Iata has released research on the training requirements for the aviation workforce as the industry starts to recover from the COVID-19 crisis.
According to a global survey of about 800 human resources leaders in the aviation industry, right-skilling existing workers and ensuring quick training of hires from outside aviation is crucial to successfully build the post-pandemic workforce.
Around half of the respondents said their top priority was to assess available workforce skills and map these against their organisation’s competency requirements.
The pandemic has already forced many airlines and other companies in the value chain, like ground service providers, to assess the skills that their employees must adapt to new requirements. For example, the need to load cargo in cabins of passenger aircraft that have been repurposed to carry cargo only.

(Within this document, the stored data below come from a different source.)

//! Read-only query execution on top of the connection pool.
//!
//! [`QueryExecutor`] accepts only `SELECT`/`WITH` statements, binds
//! parameters, fetches rows in batches, retries transient busy/locked
//! failures with linear backoff, and caches small results keyed by
//! statement text and parameters.

use std::collections::VecDeque;
use std::sync::{Arc, Mutex};
use std::time::{Duration, Instant};

use rusqlite::types::ValueRef;
use rusqlite::{params_from_iter, Connection, ErrorCode, Row};
use serde::Serialize;
use serde_json::Value;
use tokio::sync::Semaphore;
use tracing::{debug, warn};

use sift_core::config::{CacheConfig, PoolConfig};
use sift_core::error::{Result, SiftError};
use sift_core::types::Record;

use crate::cache::{CacheStats, QueryCache};
use crate::pool::{ConnectionPool, PooledConnection};

pub use rusqlite::types::Value as SqlValue;

// =============================================================================
// Results
// =============================================================================

#[derive(Debug, Clone, Default, PartialEq, Serialize)]
pub struct QueryResult {
    pub columns: Vec<String>,
    pub rows: Vec<Record>,
    pub elapsed: Duration,
    pub from_cache: bool,
}

impl QueryResult {
    /// Placeholder for a failed slot in [`QueryExecutor::execute_many`].
    pub fn empty() -> Self {
        Self::default()
    }

    pub fn len(&self) -> usize {
        self.rows.len()
    }

    pub fn is_empty(&self) -> bool {
        self.rows.is_empty()
    }
}

/// One statement for [`QueryExecutor::execute_many`].
#[derive(Debug, Clone)]
pub struct QuerySpec {
    pub sql: String,
    pub params: Vec<SqlValue>,
    pub max_rows: usize,
}

impl QuerySpec {
    pub fn new(sql: impl Into<String>, params: Vec<SqlValue>, max_rows: usize) -> Self {
        Self {
            sql: sql.into(),
            params,
            max_rows,
        }
    }
}

// =============================================================================
// Retry policy
// =============================================================================

#[derive(Debug, Clone, Copy)]
struct RetryPolicy {
    max_attempts: u32,
    backoff: Duration,
}
//! Tracing subscriber bootstrap.

use tracing_subscriber::EnvFilter;

/// Install a fmt subscriber for the process.
///
/// `RUST_LOG` wins when set; otherwise `level` (normally
/// `GeneralConfig::log_level`) is used. Returns `false` when a global
/// subscriber was already installed.
pub fn init(level: &str) -> bool {
    let filter = EnvFilter::try_from_default_env().unwrap_or_else(|_| EnvFilter::new(level));
    tracing_subscriber::fmt()
        .with_env_filter(filter)
        .try_init()
        .is_ok()
}

#[cfg(test)]
mod tests {
    use super::*;

    #[test]
    fn test_init_is_idempotent() {
        let _ = init("debug");
        assert!(!init("info"));
    }
}
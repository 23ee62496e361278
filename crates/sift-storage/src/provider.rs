//! SQLite-backed [`DataProvider`].
//!
//! Filters compile to parameterised SQL. Identifiers are only ever emitted
//! for columns read back from the table schema, double-quoted; every value
//! is bound as a parameter.

use std::collections::{BTreeMap, BTreeSet};
use std::path::Path;
use std::sync::Arc;

use rusqlite::Connection;
use serde_json::Value;
use tracing::{debug, info};

use sift_core::config::SiftConfig;
use sift_core::error::{Result, SiftError};
use sift_core::filter::{Filter, FilterOp, FilterValue};
use sift_core::provider::{BoxFuture, CountSummary, DataProvider, UNGROUPED};
use sift_core::types::{format_timestamp, value_to_text, CanonicalField, FieldMapping, Record};

use crate::executor::{QueryExecutor, QuerySpec, SqlValue};
use crate::pool::ConnectionPool;

/// Rows sampled when inferring a field mapping.
const INFER_SAMPLE: usize = 100;

/// A table in a SQLite database, read through the pooled executor.
pub struct SqliteProvider {
    executor: Arc<QueryExecutor>,
    table: String,
    fields: Vec<String>,
    mapping: FieldMapping,
}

As demand for air travel recovers, companies will be bringing back employees but will also be hiring from outside the industry. Results from the survey show that topics such as safety, operations, security, and economic disciplines are the main areas where training will be required. Safety was highlighted as particularly critical for airlines, ground service providers and airports.

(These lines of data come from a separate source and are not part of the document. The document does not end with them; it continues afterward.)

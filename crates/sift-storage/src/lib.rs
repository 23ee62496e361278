//! SQLite row-store access for sift.
//!
//! A bounded pool of read-only connections, a retrying and caching query
//! executor on top of it, and a [`SqliteProvider`] that compiles structured
//! filters to parameterised SQL.

pub mod cache;
pub mod executor;
pub mod pool;
pub mod provider;

pub use cache::{CacheStats, QueryCache};
pub use executor::{ensure_read_only, QueryExecutor, QueryResult, QuerySpec, RowStream, SqlValue};
pub use pool::{ConnectionPool, PoolStats, PooledConnection};
pub use provider::SqliteProvider;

In training delivery, focus will shift to digital methods as opposed to conventional classroom training. Of respondents, 36% have already moved their focus to distance and e-learning.

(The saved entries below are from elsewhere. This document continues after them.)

//! In-memory vector index with exhaustive cosine similarity search.
//!
//! Embeddings are normalised on insert, so similarity against a normalised
//! query is a plain dot product. Search is O(n) over all entries and ties
//! keep insertion order.

use std::collections::HashMap;
use std::fs::File;
use std::io::{BufReader, BufWriter, Write};
use std::path::{Path, PathBuf};
use std::sync::{Arc, RwLock, RwLockReadGuard, RwLockWriteGuard};

use serde::{Deserialize, Serialize};
use serde_json::Value;
use tracing::{info, warn};

use sift_core::error::{Result, SiftError};

use crate::embedding::normalize;

/// Version tag written into persisted index files.
const FORMAT_VERSION: u32 = 1;

/// A single hit returned from a vector search.
#[derive(Debug, Clone, PartialEq, Serialize)]
pub struct SearchHit {
    pub id: String,
    /// Cosine similarity in [-1, 1].
    pub score: f64,
    pub payload: Value,
}

#[derive(Debug, Clone, Serialize, Deserialize)]
struct VectorEntry {
    id: String,
    embedding: Vec<f32>,
    payload: Value,
}

#[derive(Debug, Default)]
struct IndexState {
    entries: Vec<VectorEntry>,
    positions: HashMap<String, usize>,
}

impl IndexState {
    fn from_entries(entries: Vec<VectorEntry>) -> Self {
        let positions = entries
            .iter()
            .enumerate()
            .map(|(i, e)| (e.id.clone(), i))
            .collect();
        Self { entries, positions }
    }
}

/// On-disk layout of a saved index.
#[derive(Debug, Serialize, Deserialize)]
struct IndexFile {
    version: u32,
    dimension: usize,
    entries: Vec<VectorEntry>,
    /// Location of an external ANN blob, if one was built alongside.
    #[serde(default)]
    external_index: Option<PathBuf>,
}

/// Thread-safe brute-force vector index keyed by record id.
#[derive(Debug, Clone)]
pub struct VectorIndex {
    dimension: usize,
    state: Arc<RwLock<IndexState>>,
}

impl VectorIndex {
    pub fn new(dimension: usize) -> Self {
        Self {
            dimension,
            state: Arc::new(RwLock::new(IndexState::default())),
        }
    }

    pub fn dimension(&self) -> usize {
        self.dimension
    }

    fn read(&self) -> Result<RwLockReadGuard<'_, IndexState>> {
        self.state
            .read()
            .map_err(|e| SiftError::Storage(format!("Lock poisoned: {}", e)))
    }

    fn write(&self) -> Result<RwLockWriteGuard<'_, IndexState>> {
        self.state
            .write()
            .map_err(|e| SiftError::Storage(format!("Lock poisoned: {}", e)))
    }

    fn check_dimension(&self, len: usize) -> Result<()> {
        if len != self.dimension {
            return Err(SiftError::Search(format!(
                "Embedding has {} dimensions, index expects {}",
                len, self.dimension
            )));
        }
        Ok(())
    }

    /// Store `embedding` (normalised) and `payload` under `id`.
    ///
    /// Re-adding an id overwrites it in place, keeping its original position.
    pub fn add(&self, id: impl Into<String>, payload: Value, mut embedding: Vec<f32>) -> Result<()> {
        self.check_dimension(embedding.len())?;
        normalize(&mut embedding);

        let id = id.into();
        let mut state = self.write()?;
        match state.positions.get(&id).copied() {
            Some(pos) => {
                state.entries[pos].embedding = embedding;
                state.entries[pos].payload = payload;
            }
            None => {
                let pos = state.entries.len();
                state.positions.insert(id.clone(), pos);
                state.entries.push(VectorEntry {
                    id,
                    embedding,
                    payload,
                });
            }
        }
        Ok(())
    }

    /// The `limit` entries most similar to `query`, best first.
    pub fn search(&self, query: &[f32], limit: usize) -> Result<Vec<SearchHit>> {
        self.check_dimension(query.len())?;
        let mut query = query.to_vec();
        normalize(&mut query);

        let state = self.read()?;
        let mut scored: Vec<(usize, f64)> = state
            .entries
            .iter()
            .enumerate()
            .map(|(i, entry)| (i, dot(&query, &entry.embedding)))
            .collect();

        // Stable sort, so equal scores stay in insertion order.
        scored.sort_by(|a, b| b.1.partial_cmp(&a.1).unwrap_or(std::cmp::Ordering::Equal));
        scored.truncate(limit);

        Ok(scored
            .into_iter()
            .map(|(i, score)| {
                let entry = &state.entries[i];
                SearchHit {
                    id: entry.id.clone(),
                    score,
                    payload: entry.payload.clone(),
                }
            })
            .collect())
    }

    pub fn get(&self, id: &str) -> Option<Vec<f32>> {
        let state = self.read().ok()?;
        let pos = *state.positions.get(id)?;
        Some(state.entries[pos].embedding.clone())
    }

    /// Remove `id`. Returns whether it was present.
    pub fn remove(&self, id: &str) -> Result<bool> {
        let mut state = self.write()?;
        let Some(pos) = state.positions.remove(id) else {
            return Ok(false);
        };
        state.entries.remove(pos);
        let entries = std::mem::take(&mut state.entries);
        *state = IndexState::from_entries(entries);
        Ok(true)
    }

    pub fn clear(&self) -> Result<()> {
        *self.write()? = IndexState::default();
        Ok(())
    }

    pub fn len(&self) -> usize {
        self.state.read().map(|s| s.entries.len()).unwrap_or(0)
    }

    pub fn is_empty(&self) -> bool {
        self.len() == 0
    }

    /// Ids in insertion order.
    pub fn ids(&self) -> Vec<String> {
        self.state
            .read()
            .map(|s| s.entries.iter().map(|e| e.id.clone()).collect())
            .unwrap_or_default()
    }

    /// Persist dimension, vectors and payloads to `path`.
    pub fn save(&self, path: &Path) -> Result<()> {
        if let Some(parent) = path.parent() {
            std::fs::create_dir_all(parent)?;
        }
        let state = self.read()?;
        let file = IndexFile {
            version: FORMAT_VERSION,
            dimension: self.dimension,
            entries: state.entries.clone(),
            external_index: None,
        };
        drop(state);

        let mut writer = BufWriter::new(File::create(path)?);
        serde_json::to_writer(&mut writer, &file)?;
        writer.flush()?;
        info!(path = %path.display(), entries = file.entries.len(), "Vector index saved");
        Ok(())
    }

    /// Replace the contents with the index saved at `path`.
    ///
    /// Fails with [`SiftError::IndexLoad`] on a missing, unreadable or
    /// incompatible file, leaving the current contents untouched.
    pub fn try_load(&self, path: &Path) -> Result<()> {
        let file = File::open(path)
            .map_err(|e| SiftError::IndexLoad(format!("{}: {}", path.display(), e)))?;
        let saved: IndexFile = serde_json::from_reader(BufReader::new(file))
            .map_err(|e| SiftError::IndexLoad(format!("{}: {}", path.display(), e)))?;

        if saved.version != FORMAT_VERSION {
            return Err(SiftError::IndexLoad(format!(
                "unsupported index version {}",
                saved.version
            )));
        }
        if saved.dimension != self.dimension {
            return Err(SiftError::IndexLoad(format!(
                "index has {} dimensions, expected {}",
                saved.dimension, self.dimension
            )));
        }
        if let Some(bad) = saved.entries.iter().find(|e| e.embedding.len() != self.dimension) {
            return Err(SiftError::IndexLoad(format!(
                "entry '{}' has {} dimensions",
                bad.id,
                bad.embedding.len()
            )));
        }

        let count = saved.entries.len();
        *self.write()? = IndexState::from_entries(saved.entries);
        info!(path = %path.display(), entries = count, "Vector index loaded");
        Ok(())
    }

    /// Soft variant of [`try_load`](Self::try_load): logs and returns `false`
    /// on failure.
    pub fn load(&self, path: &Path) -> bool {
        match self.try_load(path) {
            Ok(()) => true,
            Err(e) => {
                warn!(error = %e, "Failed to load vector index");
                false
            }
        }
    }
}

/// Dot product in f64.
pub fn dot(a: &[f32], b: &[f32]) -> f64 {
    a.iter()
        .zip(b.iter())
        .map(|(x, y)| (*x as f64) * (*y as f64))
        .sum()
}

/// Cosine similarity between two vectors.
///
/// Returns 0.0 if either vector has zero magnitude or the lengths differ.
pub fn cosine_similarity(a: &[f32], b: &[f32]) -> f64 {
    if a.len() != b.len() {
        return 0.0;
    }

    let mag_a: f64 = a.iter().map(|x| (*x as f64).powi(2)).sum::<f64>().sqrt();
    let mag_b: f64 = b.iter().map(|x| (*x as f64).powi(2)).sum::<f64>().sqrt();

    if mag_a == 0.0 || mag_b == 0.0 {
        return 0.0;
    }

    dot(a, b) / (mag_a * mag_b)
}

Digital learning options have already played a key role in some of the initiatives Iata offered to support the industry during the pandemic, such as an online training course for former cabin crew, virtual training for temperature-controlled cargo operations to support vaccine transport, a module for the transport of pharma products by air, training on ground support equipment, and turning critical training courses (for example, transporting dangerous goods) into a virtual format.
“Iata has been providing training for aviation professionals for nearly 50 years. The technical nature of our industry, coupled with stringent requirements defined by the regulators, drive the necessity for standardised training across the sector,” said Frédéric Leger, interim senior vice president, commercial products and services at Iata and cargo network services president.
A new cross-functional Aeronautical Skills Iata Working Group will ensure that the future training requirements are in line with the needs brought about by the digital transformation of the industry.